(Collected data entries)
◆ ◆ ◆ ◆ ◆ ◆ ◆
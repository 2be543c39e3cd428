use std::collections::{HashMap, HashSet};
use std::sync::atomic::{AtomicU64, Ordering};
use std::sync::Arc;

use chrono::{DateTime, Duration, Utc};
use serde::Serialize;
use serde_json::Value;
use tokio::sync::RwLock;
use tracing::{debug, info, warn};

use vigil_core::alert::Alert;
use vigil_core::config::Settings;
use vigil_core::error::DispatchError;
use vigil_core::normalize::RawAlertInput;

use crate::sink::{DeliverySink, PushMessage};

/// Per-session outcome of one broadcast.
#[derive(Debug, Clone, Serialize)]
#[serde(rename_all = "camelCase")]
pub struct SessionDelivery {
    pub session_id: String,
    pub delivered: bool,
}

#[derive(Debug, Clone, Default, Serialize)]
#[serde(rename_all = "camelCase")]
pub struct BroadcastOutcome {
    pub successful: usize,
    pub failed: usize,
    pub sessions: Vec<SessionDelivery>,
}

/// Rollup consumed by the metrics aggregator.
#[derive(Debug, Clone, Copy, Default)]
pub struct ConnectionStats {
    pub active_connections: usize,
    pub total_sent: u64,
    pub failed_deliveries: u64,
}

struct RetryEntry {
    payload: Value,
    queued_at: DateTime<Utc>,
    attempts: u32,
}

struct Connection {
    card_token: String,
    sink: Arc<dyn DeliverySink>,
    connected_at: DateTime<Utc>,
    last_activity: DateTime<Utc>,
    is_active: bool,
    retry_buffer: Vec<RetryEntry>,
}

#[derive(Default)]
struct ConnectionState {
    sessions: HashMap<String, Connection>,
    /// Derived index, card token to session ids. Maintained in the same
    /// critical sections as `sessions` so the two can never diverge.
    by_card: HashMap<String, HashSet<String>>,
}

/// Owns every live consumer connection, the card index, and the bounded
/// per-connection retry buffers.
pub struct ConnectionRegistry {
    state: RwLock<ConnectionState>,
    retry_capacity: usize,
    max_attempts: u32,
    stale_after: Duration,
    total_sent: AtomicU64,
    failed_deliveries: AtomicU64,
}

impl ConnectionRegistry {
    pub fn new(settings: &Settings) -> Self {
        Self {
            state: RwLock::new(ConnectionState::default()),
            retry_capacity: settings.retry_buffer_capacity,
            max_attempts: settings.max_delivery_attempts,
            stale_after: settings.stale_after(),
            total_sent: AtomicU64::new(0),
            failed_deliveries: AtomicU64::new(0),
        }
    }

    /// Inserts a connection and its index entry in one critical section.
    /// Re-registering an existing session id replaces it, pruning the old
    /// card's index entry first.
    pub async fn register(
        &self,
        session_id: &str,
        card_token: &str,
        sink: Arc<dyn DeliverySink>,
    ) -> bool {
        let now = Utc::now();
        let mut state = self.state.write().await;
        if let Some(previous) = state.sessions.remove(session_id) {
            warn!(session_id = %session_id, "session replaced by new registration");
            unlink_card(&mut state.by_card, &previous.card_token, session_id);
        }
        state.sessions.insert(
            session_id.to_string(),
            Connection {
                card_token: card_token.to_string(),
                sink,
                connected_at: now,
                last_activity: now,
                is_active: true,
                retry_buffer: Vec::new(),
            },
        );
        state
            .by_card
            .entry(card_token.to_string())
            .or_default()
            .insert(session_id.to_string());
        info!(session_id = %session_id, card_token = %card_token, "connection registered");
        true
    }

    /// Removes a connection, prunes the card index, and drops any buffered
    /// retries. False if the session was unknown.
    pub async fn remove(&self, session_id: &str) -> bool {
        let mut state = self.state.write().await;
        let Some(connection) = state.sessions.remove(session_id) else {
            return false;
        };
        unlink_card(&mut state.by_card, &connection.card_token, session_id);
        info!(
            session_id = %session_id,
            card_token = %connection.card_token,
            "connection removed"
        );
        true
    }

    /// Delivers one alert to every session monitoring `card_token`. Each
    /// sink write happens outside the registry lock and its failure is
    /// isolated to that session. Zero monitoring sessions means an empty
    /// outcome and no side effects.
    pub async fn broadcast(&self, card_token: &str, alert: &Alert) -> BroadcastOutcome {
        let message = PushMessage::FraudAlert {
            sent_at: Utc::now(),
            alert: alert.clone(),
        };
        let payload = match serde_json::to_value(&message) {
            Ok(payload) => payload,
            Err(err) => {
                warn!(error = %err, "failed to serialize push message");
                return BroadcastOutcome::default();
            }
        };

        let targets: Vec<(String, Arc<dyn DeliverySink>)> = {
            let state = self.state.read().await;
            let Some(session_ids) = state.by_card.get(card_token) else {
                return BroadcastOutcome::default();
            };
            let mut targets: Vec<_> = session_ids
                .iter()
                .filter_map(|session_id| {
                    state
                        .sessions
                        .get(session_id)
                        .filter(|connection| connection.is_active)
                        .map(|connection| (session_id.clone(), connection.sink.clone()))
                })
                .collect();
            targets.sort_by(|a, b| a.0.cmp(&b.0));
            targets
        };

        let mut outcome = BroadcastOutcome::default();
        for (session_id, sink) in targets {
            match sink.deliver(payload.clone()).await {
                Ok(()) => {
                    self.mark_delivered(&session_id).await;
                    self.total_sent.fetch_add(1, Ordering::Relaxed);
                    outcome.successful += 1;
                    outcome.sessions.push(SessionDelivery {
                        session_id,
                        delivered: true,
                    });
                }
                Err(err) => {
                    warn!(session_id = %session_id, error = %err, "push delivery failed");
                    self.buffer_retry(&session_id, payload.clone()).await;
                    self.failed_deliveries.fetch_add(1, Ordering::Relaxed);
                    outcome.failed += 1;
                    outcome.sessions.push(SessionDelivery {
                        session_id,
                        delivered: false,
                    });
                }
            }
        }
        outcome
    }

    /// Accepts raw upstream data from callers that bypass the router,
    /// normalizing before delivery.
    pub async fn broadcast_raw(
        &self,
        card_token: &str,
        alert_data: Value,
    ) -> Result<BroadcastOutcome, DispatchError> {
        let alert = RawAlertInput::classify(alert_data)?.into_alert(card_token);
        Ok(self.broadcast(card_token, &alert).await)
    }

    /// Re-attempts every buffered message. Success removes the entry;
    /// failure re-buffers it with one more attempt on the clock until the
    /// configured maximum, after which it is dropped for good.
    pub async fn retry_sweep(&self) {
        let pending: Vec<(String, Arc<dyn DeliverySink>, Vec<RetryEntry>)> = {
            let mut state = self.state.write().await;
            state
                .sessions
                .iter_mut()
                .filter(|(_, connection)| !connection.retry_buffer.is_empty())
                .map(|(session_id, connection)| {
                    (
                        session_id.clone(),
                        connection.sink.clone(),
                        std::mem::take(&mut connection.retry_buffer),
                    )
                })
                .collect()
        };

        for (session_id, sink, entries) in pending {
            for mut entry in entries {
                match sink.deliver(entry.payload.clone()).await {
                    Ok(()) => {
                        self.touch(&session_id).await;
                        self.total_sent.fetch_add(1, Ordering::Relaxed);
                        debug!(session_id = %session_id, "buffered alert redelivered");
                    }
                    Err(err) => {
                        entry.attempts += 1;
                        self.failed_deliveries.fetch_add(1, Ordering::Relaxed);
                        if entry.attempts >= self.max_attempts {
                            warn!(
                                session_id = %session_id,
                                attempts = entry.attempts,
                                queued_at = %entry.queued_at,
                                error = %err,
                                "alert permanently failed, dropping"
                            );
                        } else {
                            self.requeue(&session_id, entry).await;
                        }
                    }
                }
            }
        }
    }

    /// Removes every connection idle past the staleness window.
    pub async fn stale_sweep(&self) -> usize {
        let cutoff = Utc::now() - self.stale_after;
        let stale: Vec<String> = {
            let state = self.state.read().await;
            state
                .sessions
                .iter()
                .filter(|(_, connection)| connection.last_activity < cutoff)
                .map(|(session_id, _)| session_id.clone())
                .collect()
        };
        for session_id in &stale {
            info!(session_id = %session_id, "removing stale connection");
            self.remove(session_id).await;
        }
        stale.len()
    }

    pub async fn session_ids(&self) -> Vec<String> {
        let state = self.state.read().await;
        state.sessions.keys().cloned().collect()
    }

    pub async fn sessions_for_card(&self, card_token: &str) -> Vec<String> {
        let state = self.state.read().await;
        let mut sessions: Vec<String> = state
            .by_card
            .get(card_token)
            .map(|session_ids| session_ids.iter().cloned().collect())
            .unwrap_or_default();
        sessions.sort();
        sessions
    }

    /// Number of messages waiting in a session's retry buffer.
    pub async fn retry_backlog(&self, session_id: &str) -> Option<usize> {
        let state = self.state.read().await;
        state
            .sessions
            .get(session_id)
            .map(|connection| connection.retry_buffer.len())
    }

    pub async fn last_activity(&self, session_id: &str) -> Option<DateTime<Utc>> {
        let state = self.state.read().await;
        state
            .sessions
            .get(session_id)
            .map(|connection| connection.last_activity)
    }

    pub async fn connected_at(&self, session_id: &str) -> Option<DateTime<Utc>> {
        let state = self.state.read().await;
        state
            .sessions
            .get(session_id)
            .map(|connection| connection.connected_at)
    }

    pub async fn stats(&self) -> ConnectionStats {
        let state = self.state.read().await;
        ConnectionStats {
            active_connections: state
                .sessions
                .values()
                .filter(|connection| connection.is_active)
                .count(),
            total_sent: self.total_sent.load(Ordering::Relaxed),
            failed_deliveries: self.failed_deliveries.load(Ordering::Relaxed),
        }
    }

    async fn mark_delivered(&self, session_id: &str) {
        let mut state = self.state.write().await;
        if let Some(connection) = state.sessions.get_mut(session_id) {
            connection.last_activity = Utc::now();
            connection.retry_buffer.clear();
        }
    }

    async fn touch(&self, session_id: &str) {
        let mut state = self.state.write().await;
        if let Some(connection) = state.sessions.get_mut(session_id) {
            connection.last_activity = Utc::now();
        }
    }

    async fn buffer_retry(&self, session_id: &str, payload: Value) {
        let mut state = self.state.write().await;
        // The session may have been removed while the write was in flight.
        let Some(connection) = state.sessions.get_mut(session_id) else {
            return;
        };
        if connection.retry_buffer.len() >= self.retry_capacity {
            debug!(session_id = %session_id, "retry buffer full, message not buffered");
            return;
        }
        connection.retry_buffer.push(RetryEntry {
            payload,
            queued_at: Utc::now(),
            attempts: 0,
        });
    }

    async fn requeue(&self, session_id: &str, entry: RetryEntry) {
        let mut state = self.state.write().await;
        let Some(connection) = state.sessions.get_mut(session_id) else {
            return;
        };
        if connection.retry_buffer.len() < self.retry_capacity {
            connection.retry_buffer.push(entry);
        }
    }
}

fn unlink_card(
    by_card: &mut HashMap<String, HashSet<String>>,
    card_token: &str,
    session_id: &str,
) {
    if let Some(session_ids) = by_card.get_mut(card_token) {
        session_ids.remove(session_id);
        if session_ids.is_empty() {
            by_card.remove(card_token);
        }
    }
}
◆ ◆ ◆ ◆ ◆ ◆ ◆
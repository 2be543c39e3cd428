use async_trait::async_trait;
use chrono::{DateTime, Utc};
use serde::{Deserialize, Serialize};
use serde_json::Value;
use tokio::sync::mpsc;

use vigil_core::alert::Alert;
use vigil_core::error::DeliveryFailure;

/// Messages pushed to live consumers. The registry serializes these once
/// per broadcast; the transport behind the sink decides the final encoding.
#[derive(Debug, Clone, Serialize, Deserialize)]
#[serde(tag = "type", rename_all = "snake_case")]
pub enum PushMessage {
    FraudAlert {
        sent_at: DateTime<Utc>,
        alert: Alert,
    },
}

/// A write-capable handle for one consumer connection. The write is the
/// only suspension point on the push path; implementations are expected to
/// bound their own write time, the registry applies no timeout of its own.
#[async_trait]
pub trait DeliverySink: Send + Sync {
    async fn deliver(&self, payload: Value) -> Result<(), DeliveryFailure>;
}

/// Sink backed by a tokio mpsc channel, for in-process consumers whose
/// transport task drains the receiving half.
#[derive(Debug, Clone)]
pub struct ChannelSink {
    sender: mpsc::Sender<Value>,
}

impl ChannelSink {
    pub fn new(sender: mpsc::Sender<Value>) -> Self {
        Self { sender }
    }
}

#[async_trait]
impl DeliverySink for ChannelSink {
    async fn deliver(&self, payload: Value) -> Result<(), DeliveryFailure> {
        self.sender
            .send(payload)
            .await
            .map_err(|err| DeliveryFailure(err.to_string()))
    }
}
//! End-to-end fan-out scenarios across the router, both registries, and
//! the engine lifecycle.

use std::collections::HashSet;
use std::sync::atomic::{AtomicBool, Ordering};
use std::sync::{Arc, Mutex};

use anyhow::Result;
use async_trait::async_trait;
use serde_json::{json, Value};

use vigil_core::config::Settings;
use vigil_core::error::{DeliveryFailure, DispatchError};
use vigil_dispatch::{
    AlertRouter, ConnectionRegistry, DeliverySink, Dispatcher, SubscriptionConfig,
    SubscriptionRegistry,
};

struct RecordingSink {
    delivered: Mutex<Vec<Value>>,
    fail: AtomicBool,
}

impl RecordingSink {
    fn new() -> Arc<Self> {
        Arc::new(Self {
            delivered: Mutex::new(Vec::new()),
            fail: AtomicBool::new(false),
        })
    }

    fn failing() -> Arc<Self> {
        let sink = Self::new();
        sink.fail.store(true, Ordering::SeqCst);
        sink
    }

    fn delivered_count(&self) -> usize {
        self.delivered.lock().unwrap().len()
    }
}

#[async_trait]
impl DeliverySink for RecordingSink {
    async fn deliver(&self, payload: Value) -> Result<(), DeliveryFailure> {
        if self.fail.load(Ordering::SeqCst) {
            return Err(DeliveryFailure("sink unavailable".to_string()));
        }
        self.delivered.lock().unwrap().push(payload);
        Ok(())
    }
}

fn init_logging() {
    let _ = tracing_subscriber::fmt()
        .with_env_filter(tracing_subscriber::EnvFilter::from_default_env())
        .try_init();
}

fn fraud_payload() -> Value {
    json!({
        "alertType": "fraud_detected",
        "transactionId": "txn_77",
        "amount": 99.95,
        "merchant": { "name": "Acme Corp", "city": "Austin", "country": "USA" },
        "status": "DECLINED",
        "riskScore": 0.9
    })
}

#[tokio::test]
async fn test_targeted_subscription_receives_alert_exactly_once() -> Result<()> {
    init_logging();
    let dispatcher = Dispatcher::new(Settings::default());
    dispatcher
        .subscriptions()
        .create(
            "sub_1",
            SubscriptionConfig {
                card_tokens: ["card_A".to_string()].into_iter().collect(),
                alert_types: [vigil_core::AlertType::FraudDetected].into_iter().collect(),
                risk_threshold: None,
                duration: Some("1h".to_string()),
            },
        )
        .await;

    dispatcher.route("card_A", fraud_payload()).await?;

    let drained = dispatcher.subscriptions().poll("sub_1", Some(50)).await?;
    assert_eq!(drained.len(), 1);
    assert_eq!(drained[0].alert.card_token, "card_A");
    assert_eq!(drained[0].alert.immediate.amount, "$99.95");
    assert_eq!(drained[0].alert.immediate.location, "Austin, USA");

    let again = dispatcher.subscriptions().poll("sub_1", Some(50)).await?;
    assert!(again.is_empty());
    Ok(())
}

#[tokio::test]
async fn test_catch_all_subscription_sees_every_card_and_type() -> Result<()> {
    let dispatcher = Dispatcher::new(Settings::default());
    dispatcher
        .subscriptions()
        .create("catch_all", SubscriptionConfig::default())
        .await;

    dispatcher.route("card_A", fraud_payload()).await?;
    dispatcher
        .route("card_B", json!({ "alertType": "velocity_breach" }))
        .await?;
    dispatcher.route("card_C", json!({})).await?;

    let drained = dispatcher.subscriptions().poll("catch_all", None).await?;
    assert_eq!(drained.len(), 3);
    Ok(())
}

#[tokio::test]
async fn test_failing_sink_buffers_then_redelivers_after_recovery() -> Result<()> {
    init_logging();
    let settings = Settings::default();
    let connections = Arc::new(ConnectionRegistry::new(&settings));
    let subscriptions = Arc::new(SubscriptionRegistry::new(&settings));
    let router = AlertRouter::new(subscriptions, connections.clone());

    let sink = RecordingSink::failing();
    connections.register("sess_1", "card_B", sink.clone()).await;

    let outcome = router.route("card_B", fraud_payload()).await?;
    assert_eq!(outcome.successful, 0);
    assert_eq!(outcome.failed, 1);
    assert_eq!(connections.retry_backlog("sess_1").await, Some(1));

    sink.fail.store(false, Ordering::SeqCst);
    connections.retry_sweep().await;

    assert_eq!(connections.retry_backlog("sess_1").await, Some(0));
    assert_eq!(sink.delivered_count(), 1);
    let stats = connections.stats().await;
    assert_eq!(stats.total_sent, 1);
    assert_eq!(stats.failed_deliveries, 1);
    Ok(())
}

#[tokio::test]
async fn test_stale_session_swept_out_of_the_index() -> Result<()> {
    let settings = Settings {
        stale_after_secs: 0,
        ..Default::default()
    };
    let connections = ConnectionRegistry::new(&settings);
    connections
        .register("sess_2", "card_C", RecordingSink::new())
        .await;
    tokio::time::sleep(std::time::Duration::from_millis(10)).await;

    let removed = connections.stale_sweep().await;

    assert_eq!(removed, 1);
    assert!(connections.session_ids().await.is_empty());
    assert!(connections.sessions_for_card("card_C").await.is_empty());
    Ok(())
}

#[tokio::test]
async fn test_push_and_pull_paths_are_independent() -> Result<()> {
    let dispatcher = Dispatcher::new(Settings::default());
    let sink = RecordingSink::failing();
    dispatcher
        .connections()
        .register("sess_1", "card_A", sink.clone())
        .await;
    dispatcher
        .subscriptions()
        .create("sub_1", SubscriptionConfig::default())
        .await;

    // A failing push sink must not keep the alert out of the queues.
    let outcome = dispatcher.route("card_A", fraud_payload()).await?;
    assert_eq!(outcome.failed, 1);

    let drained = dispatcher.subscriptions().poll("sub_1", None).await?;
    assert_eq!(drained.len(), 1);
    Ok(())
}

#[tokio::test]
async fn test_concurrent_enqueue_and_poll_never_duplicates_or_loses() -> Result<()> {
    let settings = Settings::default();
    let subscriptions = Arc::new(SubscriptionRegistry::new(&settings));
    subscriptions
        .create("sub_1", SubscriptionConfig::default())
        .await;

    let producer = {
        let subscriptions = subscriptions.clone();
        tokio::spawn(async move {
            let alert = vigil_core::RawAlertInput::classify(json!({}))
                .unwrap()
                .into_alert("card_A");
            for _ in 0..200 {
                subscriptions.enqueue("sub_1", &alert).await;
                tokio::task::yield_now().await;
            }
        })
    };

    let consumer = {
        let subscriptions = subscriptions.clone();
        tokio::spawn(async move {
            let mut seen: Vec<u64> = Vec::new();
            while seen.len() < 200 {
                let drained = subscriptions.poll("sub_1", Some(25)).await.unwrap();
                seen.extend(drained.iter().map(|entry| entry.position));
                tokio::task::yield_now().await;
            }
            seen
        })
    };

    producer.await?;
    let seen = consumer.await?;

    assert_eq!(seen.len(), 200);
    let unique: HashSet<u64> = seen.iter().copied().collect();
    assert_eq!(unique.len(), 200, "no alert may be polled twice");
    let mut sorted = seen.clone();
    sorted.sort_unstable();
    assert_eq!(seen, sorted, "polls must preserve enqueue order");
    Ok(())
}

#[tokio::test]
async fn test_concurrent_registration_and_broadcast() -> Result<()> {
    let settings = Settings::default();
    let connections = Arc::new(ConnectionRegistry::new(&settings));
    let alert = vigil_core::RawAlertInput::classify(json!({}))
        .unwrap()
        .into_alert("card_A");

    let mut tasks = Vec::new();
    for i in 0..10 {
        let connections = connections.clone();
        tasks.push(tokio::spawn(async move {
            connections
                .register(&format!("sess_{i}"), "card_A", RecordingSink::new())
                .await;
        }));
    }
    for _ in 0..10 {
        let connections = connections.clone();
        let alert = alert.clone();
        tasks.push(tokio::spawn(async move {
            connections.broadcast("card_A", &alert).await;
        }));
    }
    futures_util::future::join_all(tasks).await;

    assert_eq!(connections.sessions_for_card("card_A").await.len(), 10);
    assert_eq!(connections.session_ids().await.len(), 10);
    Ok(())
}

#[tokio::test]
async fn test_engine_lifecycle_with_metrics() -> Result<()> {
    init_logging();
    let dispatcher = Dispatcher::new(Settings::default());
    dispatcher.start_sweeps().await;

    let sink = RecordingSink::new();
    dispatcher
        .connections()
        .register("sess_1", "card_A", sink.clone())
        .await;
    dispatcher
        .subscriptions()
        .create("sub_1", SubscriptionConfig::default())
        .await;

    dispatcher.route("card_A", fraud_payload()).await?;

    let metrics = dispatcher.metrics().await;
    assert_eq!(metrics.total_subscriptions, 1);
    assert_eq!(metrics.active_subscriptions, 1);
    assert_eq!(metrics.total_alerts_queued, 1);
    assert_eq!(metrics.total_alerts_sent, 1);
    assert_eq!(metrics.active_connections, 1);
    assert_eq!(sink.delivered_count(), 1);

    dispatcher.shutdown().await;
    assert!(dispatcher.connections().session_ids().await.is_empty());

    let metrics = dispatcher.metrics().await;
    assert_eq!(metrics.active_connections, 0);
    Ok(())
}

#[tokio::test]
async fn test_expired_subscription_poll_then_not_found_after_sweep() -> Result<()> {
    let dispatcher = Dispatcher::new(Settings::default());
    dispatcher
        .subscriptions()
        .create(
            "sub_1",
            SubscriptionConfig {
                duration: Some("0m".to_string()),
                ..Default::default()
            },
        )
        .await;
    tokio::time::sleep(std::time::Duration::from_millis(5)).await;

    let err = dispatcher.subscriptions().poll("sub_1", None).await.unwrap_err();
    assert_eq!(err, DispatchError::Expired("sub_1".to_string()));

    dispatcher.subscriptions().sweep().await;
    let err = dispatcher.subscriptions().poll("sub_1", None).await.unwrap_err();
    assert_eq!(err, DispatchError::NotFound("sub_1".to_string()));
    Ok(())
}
◆ ◆ ◆ ◆ ◆ ◆ ◆
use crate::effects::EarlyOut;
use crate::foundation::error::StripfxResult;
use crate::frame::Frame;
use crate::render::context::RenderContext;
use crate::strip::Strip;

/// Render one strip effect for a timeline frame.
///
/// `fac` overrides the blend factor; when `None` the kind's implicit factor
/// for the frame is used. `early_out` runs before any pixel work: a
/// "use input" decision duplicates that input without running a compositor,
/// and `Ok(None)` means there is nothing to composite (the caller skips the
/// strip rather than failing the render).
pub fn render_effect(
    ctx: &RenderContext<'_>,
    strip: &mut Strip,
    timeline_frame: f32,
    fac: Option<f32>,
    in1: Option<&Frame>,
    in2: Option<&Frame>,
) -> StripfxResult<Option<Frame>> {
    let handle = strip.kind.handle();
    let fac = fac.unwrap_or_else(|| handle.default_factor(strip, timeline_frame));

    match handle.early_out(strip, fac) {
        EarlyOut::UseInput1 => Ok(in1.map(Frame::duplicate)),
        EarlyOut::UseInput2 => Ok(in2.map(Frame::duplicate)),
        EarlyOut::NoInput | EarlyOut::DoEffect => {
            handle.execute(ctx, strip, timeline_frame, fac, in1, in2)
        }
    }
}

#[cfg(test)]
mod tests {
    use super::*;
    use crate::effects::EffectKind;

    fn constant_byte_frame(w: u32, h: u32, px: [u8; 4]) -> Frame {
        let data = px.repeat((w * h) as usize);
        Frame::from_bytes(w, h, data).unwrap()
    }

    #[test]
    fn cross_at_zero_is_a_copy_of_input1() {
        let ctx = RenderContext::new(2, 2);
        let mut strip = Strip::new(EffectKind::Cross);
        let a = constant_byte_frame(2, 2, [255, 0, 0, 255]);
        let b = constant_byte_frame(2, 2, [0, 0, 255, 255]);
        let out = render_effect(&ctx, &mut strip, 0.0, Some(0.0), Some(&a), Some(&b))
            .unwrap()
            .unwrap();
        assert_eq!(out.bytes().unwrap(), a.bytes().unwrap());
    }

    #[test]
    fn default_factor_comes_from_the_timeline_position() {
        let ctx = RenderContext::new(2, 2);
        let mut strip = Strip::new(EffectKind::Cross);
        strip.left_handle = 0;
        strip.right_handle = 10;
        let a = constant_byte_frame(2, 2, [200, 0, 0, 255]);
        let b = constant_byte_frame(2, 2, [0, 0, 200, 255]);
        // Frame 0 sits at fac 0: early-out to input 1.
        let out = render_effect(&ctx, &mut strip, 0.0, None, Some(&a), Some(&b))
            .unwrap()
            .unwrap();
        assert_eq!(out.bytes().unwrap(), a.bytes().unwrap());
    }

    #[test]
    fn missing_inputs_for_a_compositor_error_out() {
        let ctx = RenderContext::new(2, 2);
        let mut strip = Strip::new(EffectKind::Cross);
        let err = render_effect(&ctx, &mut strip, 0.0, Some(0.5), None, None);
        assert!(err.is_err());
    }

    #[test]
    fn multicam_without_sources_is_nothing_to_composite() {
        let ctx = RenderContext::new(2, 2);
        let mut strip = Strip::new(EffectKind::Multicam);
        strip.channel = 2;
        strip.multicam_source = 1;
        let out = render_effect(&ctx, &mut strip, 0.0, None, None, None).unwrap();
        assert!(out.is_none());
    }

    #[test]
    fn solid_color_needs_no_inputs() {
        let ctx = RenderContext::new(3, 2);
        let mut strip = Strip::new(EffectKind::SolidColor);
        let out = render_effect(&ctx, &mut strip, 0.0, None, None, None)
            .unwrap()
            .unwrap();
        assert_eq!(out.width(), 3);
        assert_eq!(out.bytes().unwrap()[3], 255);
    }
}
◆ ◆ ◆ ◆ ◆ ◆ ◆
__EXERCISE INSTRUCTIONS__:
Out of the entries, report each line that contains the word "successful".

__ANSWER AREA__:
    pub successful: usize,
                    outcome.successful += 1;
    assert_eq!(outcome.successful, 0);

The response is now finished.